Per serving (approximate)

  • Calories: 277 kcal
  • Protein: 6.6 g
  • Carbohydrates: 41.3 g
  • Fat: 11.1 g
  • Dietary fiber: 10.8 g
  • Sodium: variable (low if you add minimal salt; roughly 100–200 mg without added salt or salty accompaniments)
  • Cholesterol: 0 mg (vegan)

Notes:

  • The majority of calories come from the olive oil; reduce the olive oil to lower calories and fat.
  • High fiber and a modest protein content make this dish filling and gut-friendly.
  • Nutrition estimates were calculated from USDA FoodData Central ingredient profiles and are consistent with public health guidance (e.g., CDC/Dietary Guidelines).

Why You’ll Love It

  • Seasonal flavor: This recipe celebrates summer bounty — eggplant, zucchini, peppers and tomatoes roast into concentrated sweetness while root vegetables add grounding texture.
  • Comfort without heaviness: It’s warming and satisfying but lighter than a cream- or cheese-heavy casserole.
  • Crowd-pleasing & flexible: It’s a showy, colorful main or side for gatherings and holidays, yet simple enough for a weeknight. It’s also naturally vegan and gluten-free — great when feeding people with dietary needs.
  • Nostalgia & conviviality: Briami evokes Mediterranean family tables — pass the dish around, add a chunk of good bread or a wedge of feta, and linger over conversation.

Preparation Guide

Ingredients (exact, as provided)

  • 2 medium-sized eggplants (900 grams)
  • 3 medium-sized zucchinis (625 grams)
  • 2 medium-sized sweet red peppers (180 grams)
  • 1 large green bell pepper (130 grams)
  • 1 medium-sized red onion (140 grams)
  • 4–5 large garlic cloves (whole or halved — see method)
  • 2 large potatoes (550 grams)
  • 3 medium-sized carrots (275 grams)
  • 1 medium-sized ripe tomato (175 grams)
  • A handful of fresh parsley, chopped (about 15 g)
  • 1 teaspoon chopped fresh thyme (about 1 g)
  • 1 teaspoon dried oregano (about 1 g)
  • 1/4 cup tomato sauce (65 grams)
  • 60 grams extra virgin olive oil
  • 60 ml water
  • Salt and freshly ground black pepper, to taste

Optional ingredients and substitutions

  • Swap sweet red peppers for yellow/orange peppers or omit if unavailable.
  • Use sweet potato instead of regular potatoes for a sweeter flavor and more vitamin A.
  • Add 1–2 tablespoons red wine vinegar or lemon juice for brighter acidity at the end.
  • For a lower-fat version: reduce olive oil to 30–40 g and increase tomato sauce / a splash of vegetable broth.
  • Non-vegan option: serve with crumbled feta or grilled halloumi.

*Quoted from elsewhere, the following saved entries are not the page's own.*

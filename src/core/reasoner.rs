//! Tableau decision procedure for satisfiability in the modal logic K.
//!
//! [successful] implements the standard K-tableau discipline: detect clashes, saturate the
//! non-branching propositional rules with a worklist, branch over negated conjunctions, and
//! finally construct one modal successor per negated necessitation.
//! Labels are branched by shallow copy and successors are explored one at a time, so at any
//! point at most one successor of a node is live.

use std::collections::VecDeque;

use log::{debug, info};
use rustc_hash::FxHashSet;

use super::{
    arena::Arena,
    expr::{Expr::*, Id, Rule},
    label::Label,
    label_ref::ExprRef,
};

/// Name of the verum atom, whose negation clashes on sight.
pub(crate) const TOP: &str = "⊤";

/// Name of the falsum atom, which clashes on sight.
pub(crate) const BOT: &str = "⊥";

/// Decides whether a label is satisfiable in some Kripke model of K.
///
/// The label must be normalized (see [Label::normalized]); behavior on non-normalized input
/// is unspecified.
/// The procedure always terminates: the non-branching rules strictly decrease the connective
/// count and the modal rule strictly decreases the modal depth of the largest formula.
/// Propositional saturation always runs to completion before the modal step, which the
/// completeness of K-tableaux depends on.
pub(crate) fn successful(arena: &mut Arena, mut label: Label) -> bool {
    info!("starting with {}", label.as_ref(arena));

    if let Some(id) = clash(arena, &label) {
        info!("clash on {} detected", ExprRef(arena, id));
        return false;
    }

    saturate(arena, &mut label);
    debug!("after all quick rules: {}", label.as_ref(arena));

    if let Some(id) = clash(arena, &label) {
        info!("clash on {} detected", ExprRef(arena, id));
        return false;
    }

    if label.iter().all(|id| arena.rule(id) == Rule::None) {
        info!("label is saturated");
        return true;
    }

    // As a crude heuristic we branch on the smallest formula first, hoping it succeeds
    // (or clashes) quickly; ties go to the oldest identifier.
    let branching = label
        .iter()
        .filter(|id| arena.rule(*id) == Rule::NotAnd)
        .min_by_key(|id| (arena.size(*id), *id));
    if let Some(id) = branching {
        info!("or-branching on {}", ExprRef(arena, id));
        label.remove(id);
        let (left, right) = match arena.exprs[id] {
            Not(child) => match arena.exprs[child] {
                And(left, right) => (left, right),
                _ => unreachable!(),
            },
            _ => unreachable!(),
        };
        let not_left = arena.expr(Not(left));
        let mut branch_1 = label.clone();
        branch_1.insert(not_left);
        debug!("branch 1: {}", branch_1.as_ref(arena));
        let not_right = arena.expr(Not(right));
        let mut branch_2 = label.clone();
        branch_2.insert(not_right);
        debug!("branch 2: {}", branch_2.as_ref(arena));
        return successful(arena, branch_1) || successful(arena, branch_2);
    }
    info!(
        "{} is propositionally saturated, and-branching now",
        label.as_ref(arena)
    );

    // Every negated necessitation demands its own successor world; all of them must be
    // satisfiable, again smallest first.
    let mut pending: Vec<Id> = label
        .iter()
        .filter(|id| arena.rule(*id) == Rule::NotBox)
        .collect();
    if pending.is_empty() {
        info!("label is saturated");
        return true;
    }
    pending.sort_unstable_by_key(|&id| (arena.size(id), id));
    let unboxed: Label = label
        .iter()
        .filter_map(|id| match arena.exprs[id] {
            Box(child) => Some(child),
            _ => None,
        })
        .collect();
    debug!("unboxed label: {}", unboxed.as_ref(arena));
    for id in pending {
        let boxed_child = match arena.exprs[id] {
            Not(child) => match arena.exprs[child] {
                Box(grandchild) => grandchild,
                _ => unreachable!(),
            },
            _ => unreachable!(),
        };
        let not_child = arena.expr(Not(boxed_child));
        let mut successor = unboxed.clone();
        successor.insert(not_child);
        if !successful(arena, successor) {
            return false;
        }
    }
    true
}

/// Returns a formula that witnesses a clash, if any.
///
/// A label clashes if it contains some formula together with its negation, contains the
/// falsum atom, or contains the negated verum atom.
fn clash(arena: &Arena, label: &Label) -> Option<Id> {
    let top = arena.get_atom(TOP);
    let bot = arena.get_atom(BOT);
    for id in label.iter() {
        match arena.exprs[id] {
            Not(child) => {
                if label.contains(child) || Some(child) == top {
                    return Some(child);
                }
            }
            _ => {
                if Some(id) == bot {
                    return Some(id);
                }
            }
        }
    }
    None
}

/// Applies the non-branching rules (¬¬) and (∧) until neither is applicable.
///
/// Maintains an explicit worklist: the source formula is removed from the label, its results
/// are inserted, and any result that itself carries a non-branching tag joins the queue.
/// The companion set keeps a formula from being enqueued twice; a formula that was already
/// decomposed but is re-introduced by a later rule application is enqueued again.
fn saturate(arena: &mut Arena, label: &mut Label) {
    let mut queue: VecDeque<Id> = label
        .sorted_ids()
        .into_iter()
        .filter(|id| arena.rule(*id).is_quick())
        .collect();
    let mut queued: FxHashSet<Id> = queue.iter().copied().collect();
    while let Some(id) = queue.pop_front() {
        queued.remove(&id);
        if !label.contains(id) {
            continue;
        }
        let new_ids = match arena.rule(id) {
            Rule::NotNot => {
                let grandchild = match arena.exprs[id] {
                    Not(child) => match arena.exprs[child] {
                        Not(grandchild) => grandchild,
                        _ => unreachable!(),
                    },
                    _ => unreachable!(),
                };
                label.remove(id);
                label.insert(grandchild);
                vec![grandchild]
            }
            Rule::And => {
                let (left, right) = match arena.exprs[id] {
                    And(left, right) => (left, right),
                    _ => unreachable!(),
                };
                label.remove(id);
                label.insert(left);
                label.insert(right);
                vec![left, right]
            }
            _ => unreachable!(),
        };
        for new_id in new_ids {
            if arena.rule(new_id).is_quick() && queued.insert(new_id) {
                queue.push_back(new_id);
            }
        }
    }
}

Method & Process (step-by-step)

  1. Preheat oven to 200°C / 392°F.
  2. Prepare vegetables:
    • Cut the eggplants into bite-sized pieces (about 2–3 cm cubes). Place in a large mixing bowl.
    • Cut the zucchinis into similar bite-sized pieces and add to the bowl.
    • Chop the sweet red peppers and green pepper into bite-sized pieces; add to the bowl.
  3. Prepare garlic and potatoes:
    • Cut each large garlic clove in half (or into 3 pieces if very large) — this lets the garlic roast and mellow without overpowering.
    • Peel the potatoes and cut them into slightly smaller pieces than the other vegetables (this helps them cook through at the same rate). Add to the bowl.
  4. Finish chopping:
    • Cut the red onion and tomato into smaller, even pieces.
    • Peel and cut the carrots into thick slices (about 0.5–1 cm).
    • Add onions, tomatoes, carrots, parsley, thyme and oregano to the bowl.
  5. Season and mix:
    • Add the tomato sauce and 60 grams of extra virgin olive oil to the bowl.
    • Season with salt and freshly ground black pepper to taste.
    • Toss and mix everything for about 2 minutes to coat well.
  6. Transfer and roast:
    • Transfer the vegetables to a 25 x 30 cm (10 x 12-inch) baking dish or pan, spreading them evenly.
    • Add 60 ml of water to the pan (this prevents drying and helps create a light sauce).
  7. Bake and stir:
    • Bake for about 30 minutes.
    • Remove the pan and gently flip/stir the vegetables so the top and bottom color evenly.
    • Return to oven and stir again at 15–20 minute intervals until all vegetables are tender and nicely caramelized — overall cook time about 50–60 minutes.
    • NOTE: Stirring prevents burning of top vegetables and encourages flavor mingling.
  8. Rest and serve:
    • Let the dish sit for 15 minutes before serving (this lets juices settle and flavors meld).
    • Serve warm with crusty bread, a wedge of feta (optional), or as a side.

Practical tips

  • Cut vegetables into even sizes for uniform cooking.
  • If your eggplants are bitter, salt them lightly and let them sit for 15 minutes, then rinse and pat dry — but many modern varieties are fine without this step.
  • Keep stirring gently with a spatula rather than vigorously tossing to avoid squashing softer vegetables.
  • Check doneness by piercing potatoes and eggplants with a fork — they should be tender throughout.

Best Pairings

  • With crusty country bread or sourdough to mop up the juices.
  • A dollop of plain yogurt or vegan yogurt with lemon and dill for creaminess and brightness.
  • Crumbled feta or grilled halloumi on the side (not vegan) for salty contrast.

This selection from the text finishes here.